Я не люблю Москву. Она выворачивает людей, как шкурку. Здесь чудовищно извращена мораль. Когда я приехала покорять этот город, я была молода и полна сил. Если бы сейчас мне пришлось завоевывать Москву, я бы проиграла.
Сегодня молодые девушки не имеют преград в своих притязаниях. Мы все были молодыми девушками. У меня тоже была масса историй в молодости. Девушке хочется быть со взрослым мужчиной, но это должно пройти. Молодые девушки должны жить с молодыми.
Я реально смотрю на вещи и понимаю, что никакие трое детей, никакой звездный статус не удержат возле меня моего мужа Михаила, если внутри у меня не будет чего-то такого, что заставит его хотя бы меня уважать и удивляться. Ведь приятно, когда в любом возрасте тебе удивляются. Мы постоянно вместе. Нам трудно найти какую-то новую тему — просто потому, что работу и детей можно обсуждать до бесконечности.
Я пошла в ювелирный магазин. Хотела подыскать себе что-нибудь к жемчужным сережкам. Продавщица говорит: «Есть только брошь. Вы броши уже носите?» Ювелирный возраст — носишь брошь, пора в бабушки.
Да, я похожа на Фаину Раневскую. Мне об этом всю жизнь говорят. У нас какая-то одинаковая внутренняя королевская стать. Если мне это будет нужно, я пошлю на х… любого. Даже Путина. Или того, кто вместо него. Раневская была больным одиноким человеком. Но в ней была невиданная сила: «Да, я слабая. Да, я одна. А вы все идите в жопу». Она держала дистанцию — не к людям, к ситуации. Ситуации ведь проходят. Дистанция — остается.
Сейчас у меня работают семь человек. Три водителя, три няньки и домработница. Но если что-то бахнет, я пойду работать кем угодно — уборщицей, горшки выносить. Я не вижу для этого никаких преград. Я абсолютно нормальная баба. И да, могу полностью раствориться в детях. Но это неправильно. Я способна на большее.
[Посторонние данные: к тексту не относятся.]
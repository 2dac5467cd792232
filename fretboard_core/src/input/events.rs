use fretboard_data::Note;

/// Something the player did, as seen by the quiz loop.
#[derive(Debug, Clone, Copy, PartialEq, Eq)]
pub enum QuizInput {
    Guess(Note),
    /// Move on to the next round now.
    Advance,
    Quit,
}
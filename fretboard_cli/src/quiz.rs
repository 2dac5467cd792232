use std::io::{self, BufRead, Write};
use std::rc::Rc;
use std::thread;
use std::time::Duration;

use anyhow::Context;
use crossbeam_channel::Sender;
use fretboard_core::gameplay::{GuessResult, RoundController, RoundEvent, RoundPhase};
use fretboard_core::input::events::QuizInput;
use fretboard_core::input::InputQueue;
use fretboard_core::storage::{SettingsStore, StatsStore};
use fretboard_core::time::clock::{Clock, SystemClock};
use fretboard_data::Note;

use crate::config::Config;
use crate::render;

pub fn run(config: &Config, rounds: Option<u32>) -> anyhow::Result<()> {
    let storage = Rc::new(config.storage());
    let settings = SettingsStore::new(Rc::clone(&storage)).load();
    let mut controller = RoundController::new(StatsStore::new(Rc::clone(&storage)), config.rng());
    let events = controller.subscribe();
    let clock = SystemClock::new();

    let queue = InputQueue::new();
    spawn_stdin_reader(queue.sender());

    let stdout = io::stdout();
    let mut out = stdout.lock();
    writeln!(
        out,
        "Name the note (e.g. C, F#, Bb). Enter skips or continues, q quits."
    )?;

    controller
        .new_round(&settings)
        .context("cannot start a round; re-enable at least one fret and string")?;

    let mut answered = 0u32;
    'quiz: loop {
        for event in events.try_iter() {
            match event {
                RoundEvent::Started { position, .. } => {
                    write!(out, "\n{}\n{position}? ", render::board(Some(position)))?;
                }
                RoundEvent::Answered {
                    is_correct,
                    correct_answer,
                    ..
                } => {
                    answered += 1;
                    if is_correct {
                        writeln!(out, "Correct! {correct_answer}")?;
                    } else {
                        writeln!(out, "Wrong, it was {correct_answer}. Press enter to continue.")?;
                    }
                    let session = controller.session();
                    writeln!(
                        out,
                        "Session: {}/{} ({}%)",
                        session.correct,
                        session.total,
                        controller.session_accuracy()
                    )?;
                    if rounds.is_some_and(|limit| answered >= limit) {
                        break 'quiz;
                    }
                }
            }
        }
        out.flush()?;

        let input = match controller.next_deadline() {
            Some(due) => {
                let now = clock.now_ms();
                if due <= now {
                    controller
                        .poll(now, &settings)
                        .context("cannot start a round; re-enable at least one fret and string")?;
                    continue;
                }
                queue.pop_timeout(Duration::from_millis(due - now))
            }
            None => queue.wait(),
        };

        match input {
            None => {
                controller
                    .poll(clock.now_ms(), &settings)
                    .context("cannot start a round; re-enable at least one fret and string")?;
            }
            Some(QuizInput::Guess(note)) => {
                if controller.guess(note, clock.now_ms()) == GuessResult::AlreadyAnswered {
                    writeln!(out, "Already answered; press enter for the next position.")?;
                }
            }
            Some(QuizInput::Advance) => {
                let skipping = controller.round().map(|r| r.phase()) == Some(RoundPhase::AwaitingGuess);
                if skipping {
                    writeln!(out, "Skipped.")?;
                }
                controller
                    .advance(&settings)
                    .context("cannot start a round; re-enable at least one fret and string")?;
            }
            Some(QuizInput::Quit) => break,
        }
    }

    let session = controller.session();
    writeln!(
        out,
        "\nDone: {}/{} correct ({}%).",
        session.correct,
        session.total,
        controller.session_accuracy()
    )?;
    Ok(())
}

/// Reads lines from stdin and turns them into quiz inputs. EOF quits.
fn spawn_stdin_reader(sender: Sender<QuizInput>) {
    thread::spawn(move || {
        let stdin = io::stdin();
        for line in stdin.lock().lines() {
            let Ok(line) = line else { break };
            let input = match line.trim() {
                "" => QuizInput::Advance,
                "q" | "quit" | "exit" => QuizInput::Quit,
                text => match text.parse::<Note>() {
                    Ok(note) => QuizInput::Guess(note),
                    Err(e) => {
                        eprintln!("{e}");
                        continue;
                    }
                },
            };
            if sender.send(input).is_err() {
                return;
            }
        }
        let _ = sender.send(QuizInput::Quit);
    });
}
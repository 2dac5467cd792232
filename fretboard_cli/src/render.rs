use std::fmt::Write;

use fretboard_data::{string_name, Dimension, Position, SettingsRecord, StatsSummary, FRET_COUNT, STRING_COUNT};

/// ASCII fretboard, high E on top as in tablature, with `marked` shown as `*`.
pub fn board(marked: Option<Position>) -> String {
    let mut out = String::new();

    let mut header = format!("{:>7}", "0 ");
    for fret in 1..FRET_COUNT {
        let _ = write!(header, "|{fret:^3}");
    }
    let _ = writeln!(out, "{header}|");

    for string_index in (0..STRING_COUNT as u8).rev() {
        let name = string_name(string_index).unwrap_or("?");
        let is_marked = |fret: u8| marked == Some(Position::new(string_index, fret));

        let open = if is_marked(0) { "*" } else { " " };
        let mut line = format!("{name:>6}{open}");
        for fret in 1..FRET_COUNT as u8 {
            line.push_str(if is_marked(fret) { "|-*-" } else { "|---" });
        }
        let _ = writeln!(out, "{line}|");
    }
    out
}

pub fn stats_table(summary: &StatsSummary) -> String {
    let mut out = String::new();
    let _ = writeln!(
        out,
        "Overall: {}/{} ({}%)",
        summary.total_correct, summary.total_attempts, summary.accuracy
    );

    let _ = writeln!(out, "\nNote    correct  total  accuracy");
    for row in &summary.notes {
        let _ = writeln!(
            out,
            "{:<7} {:>7}  {:>5}  {:>7}%",
            row.note.label(),
            row.correct,
            row.total,
            row.accuracy
        );
    }

    let _ = writeln!(out, "\nFret    correct  total  accuracy");
    for row in &summary.frets {
        let _ = writeln!(
            out,
            "{:<7} {:>7}  {:>5}  {:>7}%",
            row.fret, row.correct, row.total, row.accuracy
        );
    }

    if !summary.weakest_notes.is_empty() {
        let names: Vec<&str> = summary.weakest_notes.iter().map(|n| n.label()).collect();
        let _ = writeln!(out, "\nPractice next: {}", names.join(", "));
    }
    out
}

pub fn settings(record: &SettingsRecord) -> String {
    let mark = |on: bool| if on { 'x' } else { ' ' };
    let mut out = String::new();

    let frets: Vec<String> = record
        .mask(Dimension::Frets)
        .iter()
        .enumerate()
        .map(|(i, &on)| format!("{i}[{}]", mark(on)))
        .collect();
    let _ = writeln!(out, "frets:   {}", frets.join(" "));

    let strings: Vec<String> = record
        .mask(Dimension::Strings)
        .iter()
        .enumerate()
        .map(|(i, &on)| format!("{i}:{}[{}]", string_name(i as u8).unwrap_or("?"), mark(on)))
        .collect();
    let _ = writeln!(out, "strings: {}", strings.join(" "));
    out
}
Бывает, мы с Мишей поссорились и идем на съемки «Хороших шуток». Вышли, пошутили, сели в машину и не разговаривая поехали домой. Мы ведь давно в профессии: подводить людей не имеем права.
Смех — это очень большая защита. Если ты попал в беду, смех может снизить уровень боли. Но увлекаться этим тоже не стоит. Наших с мужем детей мы частенько вышучиваем. Иногда они обижаются. И я внутренне боюсь, что дети станут меня стесняться и перестанут рассказывать свои секреты.
У меня отец — слепой. Ему было 14 лет, они с друзьями фиганули какую-то найденную бомбу в костер. Ему оторвало руку. Он постепенно ослеп. И только недавно я поняла, откуда во мне это повышенное внимание к людям: ведь мы же всей семьей предугадывали желания отца. Делали это аккуратно. Он не чувствовал себя беспомощным, жалости к нему не было никогда. Отец не знает, как я выгляжу, но он, конечно, слушает все мои выступления — и всегда меня критикует.
Во время Беслана была какая-то корпоративная вечеринка. Мы с Мишей вышли к микрофону, и я не смогла выдавить из себя «Добрый вечер!». Я постояла немного с идиотским видом и ушла дальше реветь. А Михаил, к счастью, остался. Это ведь тоже, знаете, большая ответственность. Можно долго кричать: «Да как он мог остаться! Да как он смел!» Да ты сам попробуй так себя повести. Ведь это же настоящее уважение к своему искусству. Проявление силы.